====== Data extract ======

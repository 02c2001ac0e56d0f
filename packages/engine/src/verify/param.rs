//! Verification parameters

use std::fmt;
use std::sync::{Arc, OnceLock, RwLock};
use std::time::SystemTime;

use bitflags::bitflags;

use crate::config::EngineConfig;
use crate::error::{Error, Result};
use crate::handle::Handle;

bitflags! {
    /// Verification flags, bit-compatible with OpenSSL's `X509_V_FLAG_*`.
    #[derive(Debug, Clone, Copy, PartialEq, Eq, Hash, Default)]
    pub struct VerifyFlags: u64 {
        const CB_ISSUER_CHECK = 0x1;
        const USE_CHECK_TIME = 0x2;
        const CRL_CHECK = 0x4;
        const CRL_CHECK_ALL = 0x8;
        const IGNORE_CRITICAL = 0x10;
        const X509_STRICT = 0x20;
        const ALLOW_PROXY_CERTS = 0x40;
        const POLICY_CHECK = 0x80;
        const EXPLICIT_POLICY = 0x100;
        const INHIBIT_ANY = 0x200;
        const INHIBIT_MAP = 0x400;
        const NOTIFY_POLICY = 0x800;
        const EXTENDED_CRL_SUPPORT = 0x1000;
        const USE_DELTAS = 0x2000;
        const CHECK_SS_SIGNATURE = 0x4000;
        const TRUSTED_FIRST = 0x8000;
        const PARTIAL_CHAIN = 0x80000;
        const NO_ALT_CHAINS = 0x100000;
        const NO_CHECK_TIME = 0x200000;
    }
}

bitflags! {
    /// Engine-level switches layered over [`VerifyFlags`].
    #[derive(Debug, Clone, Copy, PartialEq, Eq, Hash, Default)]
    pub struct MonoVerifyFlags: u32 {
        const CRL_CHECK = 1;
        const CRL_CHECK_ALL = 2;
        const X509_STRICT = 4;
    }
}

/// Intended use of the leaf certificate.
#[derive(Debug, Clone, Copy, PartialEq, Eq, Hash)]
pub enum Purpose {
    SslClient = 1,
    SslServer = 2,
    NsSslServer = 3,
    SmimeSign = 4,
    SmimeEncrypt = 5,
    CrlSign = 6,
    Any = 7,
    OcspHelper = 8,
    TimestampSign = 9,
}

impl Purpose {
    pub fn code(self) -> i32 {
        self as i32
    }

    pub fn from_code(code: i32) -> Option<Self> {
        Some(match code {
            1 => Self::SslClient,
            2 => Self::SslServer,
            3 => Self::NsSslServer,
            4 => Self::SmimeSign,
            5 => Self::SmimeEncrypt,
            6 => Self::CrlSign,
            7 => Self::Any,
            8 => Self::OcspHelper,
            9 => Self::TimestampSign,
            _ => return None,
        })
    }
}

#[derive(Debug, Clone, Default)]
pub(crate) struct ParamData {
    pub(crate) name: Option<String>,
    pub(crate) hosts: Vec<String>,
    pub(crate) flags: VerifyFlags,
    pub(crate) mono_flags: MonoVerifyFlags,
    pub(crate) purpose: Option<Purpose>,
    pub(crate) depth: Option<usize>,
    pub(crate) time: Option<SystemTime>,
    pub(crate) peer_name: Option<String>,
}

impl ParamData {
    fn preset(name: &str, purpose: Option<Purpose>) -> Self {
        Self {
            name: Some(name.to_string()),
            flags: VerifyFlags::TRUSTED_FIRST,
            purpose,
            ..Self::default()
        }
    }

    pub(crate) fn effective_depth(&self) -> usize {
        self.depth
            .unwrap_or(EngineConfig::global().default_verify_depth)
    }

    pub(crate) fn check_time(&self) -> Option<SystemTime> {
        if self.flags.contains(VerifyFlags::NO_CHECK_TIME) {
            return None;
        }
        Some(match self.time {
            Some(time) if self.flags.contains(VerifyFlags::USE_CHECK_TIME) => time,
            _ => SystemTime::now(),
        })
    }

    pub(crate) fn crl_check(&self) -> bool {
        self.flags.contains(VerifyFlags::CRL_CHECK)
            || self.mono_flags.contains(MonoVerifyFlags::CRL_CHECK)
            || self.crl_check_all()
    }

    pub(crate) fn crl_check_all(&self) -> bool {
        self.flags.contains(VerifyFlags::CRL_CHECK_ALL)
            || self.mono_flags.contains(MonoVerifyFlags::CRL_CHECK_ALL)
    }

    pub(crate) fn strict(&self) -> bool {
        self.flags.contains(VerifyFlags::X509_STRICT)
            || self.mono_flags.contains(MonoVerifyFlags::X509_STRICT)
    }
}

fn presets() -> &'static [Arc<RwLock<ParamData>>] {
    static PRESETS: OnceLock<Vec<Arc<RwLock<ParamData>>>> = OnceLock::new();
    PRESETS.get_or_init(|| {
        [
            ParamData::preset("default", None),
            ParamData::preset("pkcs7", Some(Purpose::SmimeSign)),
            ParamData::preset("smime_sign", Some(Purpose::SmimeSign)),
            ParamData::preset("ssl_client", Some(Purpose::SslClient)),
            ParamData::preset("ssl_server", Some(Purpose::SslServer)),
        ]
        .into_iter()
        .map(|data| Arc::new(RwLock::new(data)))
        .collect()
    })
}

/// Parameters controlling one chain verification.
///
/// Named presets are shared and read-only; [`VerifyParam::copy`] yields a
/// private, writable copy. Clones share the same parameters.
#[derive(Clone)]
pub struct VerifyParam {
    handle: Handle<RwLock<ParamData>>,
    writable: bool,
}

impl VerifyParam {
    /// Empty writable parameters.
    pub fn new() -> Self {
        Self::from_data(ParamData::default())
    }

    pub(crate) fn from_data(data: ParamData) -> Self {
        Self {
            handle: Handle::new("verify param", RwLock::new(data)),
            writable: true,
        }
    }

    /// Read-only preset by name: `default`, `pkcs7`, `smime_sign`,
    /// `ssl_client` or `ssl_server`.
    pub fn lookup(name: &str) -> Result<Self> {
        for preset in presets() {
            let matches = preset
                .read()
                .map_err(|_| Error::state("verify param lock poisoned"))?
                .name
                .as_deref()
                == Some(name);
            if matches {
                return Ok(Self {
                    handle: Handle::from_arc("verify param", Arc::clone(preset)),
                    writable: false,
                });
            }
        }
        Err(Error::InvalidArgument(format!("no verify param preset named {name:?}")))
    }

    /// Preset for verifying client certificates (used by servers).
    pub fn ssl_client() -> Result<Self> {
        Self::lookup("ssl_client")
    }

    /// Preset for verifying server certificates (used by clients).
    pub fn ssl_server() -> Result<Self> {
        Self::lookup("ssl_server")
    }

    /// Independent writable copy.
    pub fn copy(&self) -> Result<Self> {
        Ok(Self::from_data(self.snapshot()?))
    }

    pub fn can_modify(&self) -> bool {
        self.writable
    }

    pub(crate) fn snapshot(&self) -> Result<ParamData> {
        self.handle.with(|data| {
            Ok(data
                .read()
                .map_err(|_| Error::state("verify param lock poisoned"))?
                .clone())
        })
    }

    fn read<R>(&self, op: impl FnOnce(&ParamData) -> R) -> Result<R> {
        self.handle.with(|data| {
            let data = data
                .read()
                .map_err(|_| Error::state("verify param lock poisoned"))?;
            Ok(op(&data))
        })
    }

    fn modify(&self, op: impl FnOnce(&mut ParamData)) -> Result<()> {
        if !self.writable {
            return Err(Error::state("attempt to modify a read-only verify param"));
        }
        self.update(op)
    }

    /// Write without the read-only check; used for results recorded by verification.
    pub(crate) fn update(&self, op: impl FnOnce(&mut ParamData)) -> Result<()> {
        self.handle.with(|data| {
            let mut data = data
                .write()
                .map_err(|_| Error::state("verify param lock poisoned"))?;
            op(&mut data);
            Ok(())
        })
    }

    pub fn set_name(&self, name: &str) -> Result<()> {
        let name = name.to_string();
        self.modify(|data| data.name = Some(name))
    }

    /// Replace the expected host names with `host`.
    pub fn set_host(&self, host: &str) -> Result<()> {
        let host = host.to_string();
        self.modify(|data| {
            data.hosts.clear();
            if !host.is_empty() {
                data.hosts.push(host);
            }
        })
    }

    pub fn add_host(&self, host: &str) -> Result<()> {
        if host.is_empty() {
            return Err(Error::InvalidArgument("empty host name".to_string()));
        }
        let host = host.to_string();
        self.modify(|data| data.hosts.push(host))
    }

    /// Set additional flags.
    pub fn set_flags(&self, flags: VerifyFlags) -> Result<()> {
        self.modify(|data| data.flags |= flags)
    }

    pub fn clear_flags(&self, flags: VerifyFlags) -> Result<()> {
        self.modify(|data| data.flags &= !flags)
    }

    pub fn set_mono_flags(&self, flags: MonoVerifyFlags) -> Result<()> {
        self.modify(|data| data.mono_flags = flags)
    }

    pub fn set_purpose(&self, purpose: Purpose) -> Result<()> {
        self.modify(|data| data.purpose = Some(purpose))
    }

    /// Maximum number of issuers allowed above the leaf.
    pub fn set_depth(&self, depth: usize) -> Result<()> {
        self.modify(|data| data.depth = Some(depth))
    }

    /// Verify validity periods against `time` instead of the current time.
    pub fn set_time(&self, time: SystemTime) -> Result<()> {
        self.modify(|data| {
            data.time = Some(time);
            data.flags |= VerifyFlags::USE_CHECK_TIME;
        })
    }

    pub fn name(&self) -> Result<Option<String>> {
        self.read(|data| data.name.clone())
    }

    pub fn flags(&self) -> Result<VerifyFlags> {
        self.read(|data| data.flags)
    }

    pub fn mono_flags(&self) -> Result<MonoVerifyFlags> {
        self.read(|data| data.mono_flags)
    }

    pub fn purpose(&self) -> Result<Option<Purpose>> {
        self.read(|data| data.purpose)
    }

    pub fn depth(&self) -> Result<usize> {
        self.read(ParamData::effective_depth)
    }

    pub fn hosts(&self) -> Result<Vec<String>> {
        self.read(|data| data.hosts.clone())
    }

    pub fn time(&self) -> Result<Option<SystemTime>> {
        self.read(|data| data.time)
    }

    /// Host that matched during the last verification, if any.
    pub fn peer_name(&self) -> Result<Option<String>> {
        self.read(|data| data.peer_name.clone())
    }

    pub fn is_valid(&self) -> bool {
        self.handle.is_valid()
    }

    pub fn close(&self) {
        self.handle.release();
    }
}

impl Default for VerifyParam {
    fn default() -> Self {
        Self::new()
    }
}

impl fmt::Debug for VerifyParam {
    fn fmt(&self, f: &mut fmt::Formatter<'_>) -> fmt::Result {
        f.debug_struct("VerifyParam")
            .field("data", &self.snapshot().ok())
            .field("writable", &self.writable)
            .finish()
    }
}

#[cfg(test)]
mod tests {
    use super::*;

    #[test]
    fn presets_are_read_only() {
        let param = VerifyParam::ssl_server().unwrap();
        assert!(!param.can_modify());
        assert_eq!(param.purpose().unwrap(), Some(Purpose::SslServer));
        assert!(matches!(param.set_host("example.com"), Err(Error::InvalidState(_))));

        let copy = param.copy().unwrap();
        assert!(copy.can_modify());
        copy.set_host("example.com").unwrap();
        assert_eq!(copy.hosts().unwrap(), ["example.com"]);
        assert!(VerifyParam::ssl_server().unwrap().hosts().unwrap().is_empty());
    }

    #[test]
    fn unknown_preset() {
        assert!(matches!(
            VerifyParam::lookup("nope"),
            Err(Error::InvalidArgument(_))
        ));
        assert_eq!(
            VerifyParam::lookup("pkcs7").unwrap().purpose().unwrap(),
            Some(Purpose::SmimeSign)
        );
    }

    #[test]
    fn flags_accumulate_and_clear() {
        let param = VerifyParam::new();
        param.set_flags(VerifyFlags::CRL_CHECK).unwrap();
        param.set_flags(VerifyFlags::PARTIAL_CHAIN).unwrap();
        assert_eq!(
            param.flags().unwrap(),
            VerifyFlags::CRL_CHECK | VerifyFlags::PARTIAL_CHAIN
        );
        param.clear_flags(VerifyFlags::CRL_CHECK).unwrap();
        assert_eq!(param.flags().unwrap(), VerifyFlags::PARTIAL_CHAIN);
        assert_eq!(VerifyFlags::NO_CHECK_TIME.bits(), 0x200000);
    }

    #[test]
    fn set_time_enables_check_time() {
        let param = VerifyParam::new();
        let at = SystemTime::UNIX_EPOCH;
        param.set_time(at).unwrap();
        assert!(param.flags().unwrap().contains(VerifyFlags::USE_CHECK_TIME));
        assert_eq!(param.snapshot().unwrap().check_time(), Some(at));
    }

    #[test]
    fn purpose_codes_round_trip() {
        for code in 1..=9 {
            assert_eq!(Purpose::from_code(code).unwrap().code(), code);
        }
        assert!(Purpose::from_code(0).is_none());
    }
}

======

The reply should hold only the lines from the first line of the listing above through the line with "Verification flags, bit-compatible", each copied exactly.

[Output]
repository 02c2001ac0e56d0f
filename packages/engine/src/verify/param.rs
//! Verification parameters

use std::fmt;
use std::sync::{Arc, OnceLock, RwLock};
use std::time::SystemTime;

use bitflags::bitflags;

use crate::config::EngineConfig;
use crate::error::{Error, Result};
use crate::handle::Handle;

bitflags! {
    /// Verification flags, bit-compatible with OpenSSL's `X509_V_FLAG_*`.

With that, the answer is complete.